The Breakup of Britain

It’s a thorny old cliché that Scotland couldn’t manage the breakup of Britain by itself. Brexit has ushered in the conditions where England can now do a lot of the heavy lifting. As we (rightly) worry about food shortages, reckless deregulation and logistic chaos, we shouldn’t lose sight of the shifting constitutional crisis and the long-term damage that’s being done to the very stability of Britain.

This is a combined result of the new Tory mindset, shorn of the pretence of paternalism and embittered in its glorious new nationalism. It’s a potent mix of decline and menace which brings the normalisation of food bank culture and leads seamlessly to Priti Patel suggesting we threaten Ireland with food shortages to break a better Brexit deal.

It’s not ahistorical it’s a particular historical approach which shows continuity with a certain thread of British politics.

It’s in this social and international context that Open Democracy notes “The Brexit disaster is an existential crisis in the ‘Idea’ of Britain”.

Gerry Hassan writes: “The reasons for Brexit lie much deeper in part of the English psyche …The last two and a half years have revealed unattractive things about the English political imagination. First, there has been the ridiculous language of Tory Brexiteers like Jacob Rees-Mogg, Steve Baker, Nadine Dorries and Boris Johnson.
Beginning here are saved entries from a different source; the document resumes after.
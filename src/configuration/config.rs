use super::types::*;
use crate::error_handling::types::ConfigError;
use clap::Parser;
use log::info;
use std::fs;
use std::net::{IpAddr, SocketAddr};
use std::path::{Path, PathBuf};

/// Command-line arguments of the `mergington` binary.
///
/// Every value can also be provided through an environment variable, which is
/// how deployments usually point the service at its database (`DATABASE_URL`).
///
/// # Fields Overview
///
/// - `config_file`: optional TOML file whose keys take precedence over the flags
/// - `database_url`: SQLite connection string
/// - `bind_address`: IP address the HTTP server listens on
/// - `port`: TCP port of the HTTP server
/// - `max_connections`: size of the database connection pool
#[derive(Parser, Debug, Clone)]
#[command(name = "mergington")]
#[command(version)]
#[command(about = "API for viewing and signing up for extracurricular activities at Mergington High School")]
pub struct Args {
    /// Path to a TOML configuration file
    ///
    /// # Command Line
    /// Use `--config-file <PATH>` to set this value from the CLI
    #[arg(long)]
    pub config_file: Option<PathBuf>,

    /// Connection string of the relational store.
    ///
    /// Only SQLite is supported. Append `?mode=rwc` to have the file created when
    /// missing.
    ///
    /// # Command Line
    /// Use `--database-url <URL>` or the `DATABASE_URL` environment variable
    #[arg(long, env = "DATABASE_URL", default_value = DEFAULT_DATABASE_URL)]
    pub database_url: String,

    /// Network address to bind the server to.
    ///
    /// # Command Line
    /// Use `--bind-address <ADDRESS>` or `MERGINGTON_BIND_ADDRESS`
    #[arg(long, env = "MERGINGTON_BIND_ADDRESS", default_value = DEFAULT_BIND_ADDRESS)]
    pub bind_address: String,

    /// Port number for the HTTP API and the static front-end.
    ///
    /// # Command Line
    /// Use `--port <PORT>` or `PORT`
    #[arg(long, env = "PORT", default_value_t = DEFAULT_PORT)]
    pub port: u16,

    /// Maximum number of pooled database connections
    #[arg(long, env = "MERGINGTON_MAX_CONNECTIONS", default_value_t = DEFAULT_MAX_CONNECTIONS)]
    pub max_connections: u32,
}

/// Validated runtime configuration.
#[derive(Debug, Clone, PartialEq)]
pub struct Config {
    pub database_url: String,
    pub bind_address: IpAddr,
    pub port: u16,
    pub max_connections: u32,
}

impl Config {
    /// Builds the configuration from parsed arguments, reading `config_file`
    /// first when one was given.
    pub fn load(args: &Args) -> Result<Self, ConfigError> {
        match &args.config_file {
            Some(path) => Self::from_file(path, args),
            None => Self::from_args(args),
        }
    }

    /// Validates the command-line (or environment) values as they are.
    pub fn from_args(args: &Args) -> Result<Self, ConfigError> {
        Self::build(
            args.database_url.clone(),
            &args.bind_address,
            args.port,
            args.max_connections,
        )
    }

    /// Reads a TOML file and fills the keys it leaves out from `fallback`.
    pub fn from_file(path: &Path, fallback: &Args) -> Result<Self, ConfigError> {
        info!("Reading configuration from {}", path.display());
        let content = fs::read_to_string(path)?;
        let file: FileConfig =
            toml::from_str(&content).map_err(|e| ConfigError::TomlError(e.to_string()))?;

        Self::build(
            file.database_url.unwrap_or_else(|| fallback.database_url.clone()),
            file.bind_address.as_deref().unwrap_or(&fallback.bind_address),
            file.port.unwrap_or(fallback.port),
            file.max_connections.unwrap_or(fallback.max_connections),
        )
    }

    fn build(
        database_url: String,
        bind_address: &str,
        port: u16,
        max_connections: u32,
    ) -> Result<Self, ConfigError> {
        let bind_address: IpAddr = bind_address
            .trim()
            .parse()
            .map_err(|_| ConfigError::BadIPFormatting(bind_address.to_string()))?;

        if port == 0 {
            return Err(ConfigError::NotInRange(
                "port must be between 1 and 65535".to_string(),
            ));
        }
        if max_connections == 0 {
            return Err(ConfigError::NotInRange(
                "max_connections must be at least 1".to_string(),
            ));
        }
        if !database_url.starts_with("sqlite:") {
            return Err(ConfigError::UnsupportedDatabase(database_url));
        }

        Ok(Self {
            database_url,
            bind_address,
            port,
            max_connections,
        })
    }

    /// Socket address the web server binds to.
    pub fn socket_addr(&self) -> SocketAddr {
        SocketAddr::new(self.bind_address, self.port)
    }
}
They have talked of the UK as a ‘vassal state’ and a ‘colony’ permanently stuck in ‘servitude’, while comparing the EU to Napoleon, the Soviet Union, and of course, Nazi Germany.”

If economic decline and precarity are key drivers to Brexit and the rise of English nationalism, the focus on Ireland and the open contempt for the Celtic nations are not accidental outcomes.

As Mark Hutchinson writes in the Irish Times: “There is a deep sense of irony in that it is England’s own decision to now leave the European Union, and recover a supposedly independent global presence, that has finally exposed how little may now be left of Britishness in the 21st century. The term British was first used by James I and VI, when, as King of Scotland, he ascended the thrones of England and Ireland in 1603. But such an identity did not find the sort of dominant cultural presence we might expect in either Scotland or England. They remained separate kingdoms until the Act of Union of 1707.”

He continues: “… the Ulster Plantation was the first real British policy because it involved both the Scots and the English working together. In fact, Ulster established the framework which has continued to define British identity in that Britishness had meaning, not within the geographical confines of the actual island of Britain, but in Ulster which sat outside its boundaries.”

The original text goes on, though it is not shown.